The assumption, I think, is that this “Generation Faithful” story is about religion — that is about an interesting trend among Muslim women in this region.
SwishTravel makes another great point about Arab women’s achievements:
I’m a little confused as to why an article on the progress Arab women are making has to focus on flight attendents! Not intending any offence to flight attendents, but the achievements of Arab women in recent years have been much broader than this.
One of my favorite critiques is from Anonymous News.

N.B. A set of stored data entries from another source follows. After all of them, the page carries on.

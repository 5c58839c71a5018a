pub mod memory;
#[cfg(feature = "postgres")]
pub mod postgres;
#[cfg(feature = "sqlite")]
pub mod sqlite;

use std::fmt;
use std::path::PathBuf;
use std::sync::Arc;

use async_trait::async_trait;
use thiserror::Error;

use tasktracker_core::task::{CreateTask, Task, TaskFilter, UpdateTask};

pub use memory::MemoryDatabase;
#[cfg(feature = "sqlite")]
pub use sqlite::SqliteDatabase;

#[derive(Debug, Error)]
pub enum DbError {
    #[error("not found: {0}")]
    NotFound(String),

    #[error("io error: {0}")]
    Io(#[from] std::io::Error),

    #[error("database error: {0}")]
    Internal(String),
}

/// Storage collaborator for task records.
///
/// Services receive an `Arc<dyn Database>` so the backing store can be
/// SQLite, Postgres or the in-memory fake without the callers noticing.
/// Every listing is ordered by `due_date` ascending, then `id`.
#[async_trait]
pub trait Database: Send + Sync {
    /// Insert a task; the backend assigns a fresh id that is never reused.
    async fn create_task(&self, input: &CreateTask) -> Result<Task, DbError>;
    async fn get_task(&self, id: i64) -> Result<Task, DbError>;
    async fn list_tasks(&self, filter: &TaskFilter) -> Result<Vec<Task>, DbError>;
    /// Rewrite the mutable columns of one task in a single statement.
    /// Returns `NotFound` without touching anything when `id` is unknown.
    async fn update_task(&self, id: i64, update: &UpdateTask) -> Result<Task, DbError>;
}

#[derive(Debug, Clone, Copy, PartialEq, Eq, Default)]
pub enum DbBackend {
    #[default]
    Sqlite,
    Postgres,
    Memory,
}

impl DbBackend {
    pub fn as_str(&self) -> &'static str {
        match self {
            DbBackend::Sqlite => "sqlite",
            DbBackend::Postgres => "postgres",
            DbBackend::Memory => "memory",
        }
    }

    pub fn parse_str(s: &str) -> Option<Self> {
        match s {
            "sqlite" => Some(DbBackend::Sqlite),
            "postgres" | "postgresql" => Some(DbBackend::Postgres),
            "memory" => Some(DbBackend::Memory),
            _ => None,
        }
    }
}

impl fmt::Display for DbBackend {
    fn fmt(&self, f: &mut fmt::Formatter<'_>) -> fmt::Result {
        f.write_str(self.as_str())
    }
}

#[derive(Debug, Clone, Default)]
pub struct DbConfig {
    pub backend: DbBackend,
    /// Defaults to `<data_dir>/tasktracker.db`.
    pub sqlite_path: Option<String>,
    pub database_url: Option<String>,
}

/// Open the backend selected by `config`, running migrations where needed.
pub async fn open_database(config: &DbConfig) -> Result<Arc<dyn Database>, DbError> {
    tracing::debug!(backend = %config.backend, "opening database");
    match config.backend {
        DbBackend::Memory => Ok(Arc::new(MemoryDatabase::new())),
        DbBackend::Sqlite => open_sqlite(config),
        DbBackend::Postgres => open_postgres(config).await,
    }
}

#[cfg(feature = "sqlite")]
fn open_sqlite(config: &DbConfig) -> Result<Arc<dyn Database>, DbError> {
    Ok(Arc::new(SqliteDatabase::open(config)?))
}

#[cfg(not(feature = "sqlite"))]
fn open_sqlite(_config: &DbConfig) -> Result<Arc<dyn Database>, DbError> {
    Err(DbError::Internal(
        "sqlite backend not compiled in (enable the `sqlite` feature)".into(),
    ))
}

#[cfg(feature = "postgres")]
async fn open_postgres(config: &DbConfig) -> Result<Arc<dyn Database>, DbError> {
    let url = config
        .database_url
        .as_deref()
        .ok_or_else(|| DbError::Internal("postgres backend requires DATABASE_URL".into()))?;
    Ok(Arc::new(postgres::PostgresDatabase::connect(url).await?))
}

#[cfg(not(feature = "postgres"))]
async fn open_postgres(_config: &DbConfig) -> Result<Arc<dyn Database>, DbError> {
    Err(DbError::Internal(
        "postgres backend not compiled in (enable the `postgres` feature)".into(),
    ))
}

/// `$XDG_DATA_HOME/tasktracker`, falling back to `~/.local/share/tasktracker`.
pub fn data_dir() -> PathBuf {
    let base = if let Ok(xdg) = std::env::var("XDG_DATA_HOME") {
        PathBuf::from(xdg)
    } else if let Some(home) = std::env::var_os("HOME") {
        PathBuf::from(home).join(".local/share")
    } else {
        PathBuf::from(".")
    };
    base.join("tasktracker")
}
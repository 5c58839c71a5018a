use chrono::NaiveDate;
use serde::Serialize;

use crate::calendar::MonthRange;
use crate::task::Task;

/// The task list page: what is due and still open, plus everything carried
/// forward regardless of date.
#[derive(Debug, Clone, Serialize)]
pub struct TaskBoard {
    pub today: NaiveDate,
    pub pending: Vec<Task>,
    pub carried_forward: Vec<Task>,
}

/// Completed and carried-forward tasks due within one calendar month.
#[derive(Debug, Clone, Serialize)]
pub struct MonthlySummary {
    pub month: MonthRange,
    pub completed: Vec<Task>,
    pub carried_forward: Vec<Task>,
}

impl MonthlySummary {
    pub fn is_empty(&self) -> bool {
        self.completed.is_empty() && self.carried_forward.is_empty()
    }
}
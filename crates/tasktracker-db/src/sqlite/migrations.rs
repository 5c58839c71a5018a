use rusqlite::Connection;

use super::SqliteResultExt;
use crate::DbError;

pub fn run(conn: &Connection) -> Result<(), DbError> {
    conn.execute_batch(
        "CREATE TABLE IF NOT EXISTS schema_version (
            version    INTEGER PRIMARY KEY,
            applied_at TEXT NOT NULL
        );",
    )
    .to_db()?;

    let current_version: i64 = conn
        .query_row(
            "SELECT COALESCE(MAX(version), 0) FROM schema_version",
            [],
            |r| r.get(0),
        )
        .unwrap_or(0);

    if current_version < 1 {
        // AUTOINCREMENT keeps ids from being handed out twice.
        conn.execute_batch(
            "CREATE TABLE IF NOT EXISTS tasks (
                id              INTEGER PRIMARY KEY AUTOINCREMENT,
                title           TEXT NOT NULL CHECK(length(title) > 0),
                description     TEXT NOT NULL DEFAULT '',
                due_date        TEXT NOT NULL,
                completed       INTEGER NOT NULL DEFAULT 0,
                carried_forward INTEGER NOT NULL DEFAULT 0,
                created_at      TEXT NOT NULL
            );
            CREATE INDEX IF NOT EXISTS idx_tasks_due_date ON tasks(due_date);",
        )
        .to_db()?;
        conn.execute(
            "INSERT INTO schema_version (version, applied_at) VALUES (1, datetime('now'))",
            [],
        )
        .to_db()?;
        tracing::debug!("applied sqlite migration v1");
    }

    Ok(())
}

#[cfg(test)]
mod tests {
    use super::*;

    #[test]
    fn migrations_are_idempotent() {
        let conn = Connection::open_in_memory().unwrap();
        run(&conn).unwrap();
        run(&conn).unwrap();
        let versions: i64 = conn
            .query_row("SELECT count(*) FROM schema_version", [], |r| r.get(0))
            .unwrap();
        assert_eq!(versions, 1);
    }
}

She states that:
The article seems to fall into a predictable mold: on the one side, the intelligent young women who become flight attendants, and on the other, traditional Arab culture.
The article says:
“Many of the young Arab women working in the Persian Gulf take delight in their status as pioneers, role models for their friends and younger female relatives. Young women brought up in a culture that highly values community, they have learned to see themselves as individuals.”
They have learned to see themselves as individuals? This generalization seems out of place and also moralistic.
“For many families, allowing a daughter to work, much less to travel overseas unaccompanied, may call her virtue into question and threaten her marriage prospects. Yet this culture is changing, said Musa Shteiwi, a sociologist at Jordan University in Amman.”
There are two recognizable camps in this debate. The first is the “West,” which in this case means America. The other is “Arab culture,” which in the context of this article seems to mean, “everything that American culture is not.”
It’s a consensus: boos all around!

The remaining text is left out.